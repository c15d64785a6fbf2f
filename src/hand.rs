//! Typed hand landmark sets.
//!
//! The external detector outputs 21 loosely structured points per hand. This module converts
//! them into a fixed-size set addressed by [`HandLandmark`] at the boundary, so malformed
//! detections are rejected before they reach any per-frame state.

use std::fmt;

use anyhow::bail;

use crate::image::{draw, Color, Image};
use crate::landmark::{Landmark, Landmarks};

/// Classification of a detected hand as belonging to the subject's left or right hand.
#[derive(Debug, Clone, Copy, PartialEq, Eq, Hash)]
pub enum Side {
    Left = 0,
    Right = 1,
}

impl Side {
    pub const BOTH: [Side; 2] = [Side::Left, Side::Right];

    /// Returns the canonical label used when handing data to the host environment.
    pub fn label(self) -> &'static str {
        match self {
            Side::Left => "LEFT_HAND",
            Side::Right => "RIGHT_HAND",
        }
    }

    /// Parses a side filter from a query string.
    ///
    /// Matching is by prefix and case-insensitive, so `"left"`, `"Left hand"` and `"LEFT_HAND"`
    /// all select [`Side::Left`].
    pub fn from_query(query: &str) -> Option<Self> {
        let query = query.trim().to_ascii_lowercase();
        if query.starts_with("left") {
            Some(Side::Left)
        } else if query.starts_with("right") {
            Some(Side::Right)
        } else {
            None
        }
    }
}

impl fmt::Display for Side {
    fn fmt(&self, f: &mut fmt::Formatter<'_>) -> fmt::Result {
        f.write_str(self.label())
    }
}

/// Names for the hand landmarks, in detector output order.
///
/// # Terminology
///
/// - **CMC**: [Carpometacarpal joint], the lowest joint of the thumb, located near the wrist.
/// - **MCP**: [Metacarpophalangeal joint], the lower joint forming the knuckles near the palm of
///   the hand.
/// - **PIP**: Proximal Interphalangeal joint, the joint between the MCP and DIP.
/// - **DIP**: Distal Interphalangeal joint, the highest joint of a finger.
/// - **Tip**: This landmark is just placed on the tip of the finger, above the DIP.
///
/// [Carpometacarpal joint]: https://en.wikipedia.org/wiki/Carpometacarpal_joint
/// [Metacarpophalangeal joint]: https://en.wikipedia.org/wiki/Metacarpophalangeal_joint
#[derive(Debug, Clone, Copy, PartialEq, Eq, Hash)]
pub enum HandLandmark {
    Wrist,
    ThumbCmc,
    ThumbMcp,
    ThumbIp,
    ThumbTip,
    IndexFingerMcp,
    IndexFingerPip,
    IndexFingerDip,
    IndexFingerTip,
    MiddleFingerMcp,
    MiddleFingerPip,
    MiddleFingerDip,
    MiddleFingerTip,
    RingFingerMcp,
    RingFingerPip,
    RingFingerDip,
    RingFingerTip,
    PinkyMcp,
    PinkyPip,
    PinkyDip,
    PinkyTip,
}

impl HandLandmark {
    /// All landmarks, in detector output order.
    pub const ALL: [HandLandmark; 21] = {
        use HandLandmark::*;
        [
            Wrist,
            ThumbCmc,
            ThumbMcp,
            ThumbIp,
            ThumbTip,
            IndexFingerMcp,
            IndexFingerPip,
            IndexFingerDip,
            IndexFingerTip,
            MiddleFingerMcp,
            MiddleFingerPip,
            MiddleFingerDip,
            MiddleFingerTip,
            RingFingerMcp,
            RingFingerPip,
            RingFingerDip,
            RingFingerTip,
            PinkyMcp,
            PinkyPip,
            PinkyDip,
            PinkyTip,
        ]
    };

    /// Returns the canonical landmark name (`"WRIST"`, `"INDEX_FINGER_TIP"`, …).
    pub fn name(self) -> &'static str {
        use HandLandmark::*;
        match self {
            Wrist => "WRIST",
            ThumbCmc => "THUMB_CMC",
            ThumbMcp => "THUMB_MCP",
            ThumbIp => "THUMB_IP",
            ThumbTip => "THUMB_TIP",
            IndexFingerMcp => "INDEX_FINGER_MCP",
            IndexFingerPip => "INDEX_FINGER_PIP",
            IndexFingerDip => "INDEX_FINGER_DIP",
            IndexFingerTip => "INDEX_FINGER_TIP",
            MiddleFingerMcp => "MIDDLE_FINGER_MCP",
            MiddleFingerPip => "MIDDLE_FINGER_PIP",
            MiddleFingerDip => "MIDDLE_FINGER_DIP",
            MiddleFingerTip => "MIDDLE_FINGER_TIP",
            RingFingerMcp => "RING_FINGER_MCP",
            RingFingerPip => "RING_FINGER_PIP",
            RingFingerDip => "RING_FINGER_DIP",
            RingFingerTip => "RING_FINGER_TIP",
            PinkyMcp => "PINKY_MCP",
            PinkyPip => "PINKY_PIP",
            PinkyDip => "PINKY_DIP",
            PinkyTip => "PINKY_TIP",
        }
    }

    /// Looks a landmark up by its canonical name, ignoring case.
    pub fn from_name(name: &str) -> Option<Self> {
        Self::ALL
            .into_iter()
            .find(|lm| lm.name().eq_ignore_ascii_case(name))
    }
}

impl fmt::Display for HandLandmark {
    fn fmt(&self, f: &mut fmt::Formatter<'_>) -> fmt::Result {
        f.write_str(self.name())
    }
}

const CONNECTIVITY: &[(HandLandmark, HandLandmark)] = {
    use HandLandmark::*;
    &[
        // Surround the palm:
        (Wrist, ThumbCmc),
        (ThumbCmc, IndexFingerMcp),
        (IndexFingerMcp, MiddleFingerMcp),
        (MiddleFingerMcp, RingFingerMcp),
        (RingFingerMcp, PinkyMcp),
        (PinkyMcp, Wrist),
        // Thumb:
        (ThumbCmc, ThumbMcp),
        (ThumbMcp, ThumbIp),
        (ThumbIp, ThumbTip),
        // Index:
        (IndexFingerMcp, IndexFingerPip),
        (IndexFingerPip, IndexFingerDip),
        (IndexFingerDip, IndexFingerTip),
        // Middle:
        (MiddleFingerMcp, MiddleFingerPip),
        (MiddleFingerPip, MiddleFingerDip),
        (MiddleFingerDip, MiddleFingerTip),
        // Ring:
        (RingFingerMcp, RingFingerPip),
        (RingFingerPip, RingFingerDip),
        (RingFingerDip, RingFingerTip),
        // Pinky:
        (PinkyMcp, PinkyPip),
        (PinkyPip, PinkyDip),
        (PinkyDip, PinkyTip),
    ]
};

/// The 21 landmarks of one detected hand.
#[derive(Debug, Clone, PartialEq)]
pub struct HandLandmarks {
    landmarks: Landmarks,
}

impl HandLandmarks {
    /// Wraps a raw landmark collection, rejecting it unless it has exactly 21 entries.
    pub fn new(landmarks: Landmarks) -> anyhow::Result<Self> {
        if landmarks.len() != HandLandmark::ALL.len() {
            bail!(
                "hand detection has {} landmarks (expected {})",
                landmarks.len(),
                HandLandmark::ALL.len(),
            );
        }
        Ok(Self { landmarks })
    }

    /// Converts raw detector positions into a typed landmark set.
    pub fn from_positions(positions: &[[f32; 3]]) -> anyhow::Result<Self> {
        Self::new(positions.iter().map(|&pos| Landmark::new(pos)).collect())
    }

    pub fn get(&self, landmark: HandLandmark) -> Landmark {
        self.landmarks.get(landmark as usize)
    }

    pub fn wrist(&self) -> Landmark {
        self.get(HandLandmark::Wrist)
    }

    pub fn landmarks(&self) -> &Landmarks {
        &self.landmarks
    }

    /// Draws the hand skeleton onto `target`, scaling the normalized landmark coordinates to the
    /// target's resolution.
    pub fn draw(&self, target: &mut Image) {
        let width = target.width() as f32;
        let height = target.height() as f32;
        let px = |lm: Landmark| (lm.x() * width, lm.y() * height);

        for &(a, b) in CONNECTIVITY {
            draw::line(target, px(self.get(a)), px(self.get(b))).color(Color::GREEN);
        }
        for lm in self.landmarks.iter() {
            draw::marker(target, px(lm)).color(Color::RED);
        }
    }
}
· · · · · · ·
- EXERCISE DESCRIPTION -
Report each line of the listing above that uses the word "detected".

- WRITTEN REPLY -
/// Classification of a detected hand as belonging to the subject's left or right hand.
/// The 21 landmarks of one detected hand.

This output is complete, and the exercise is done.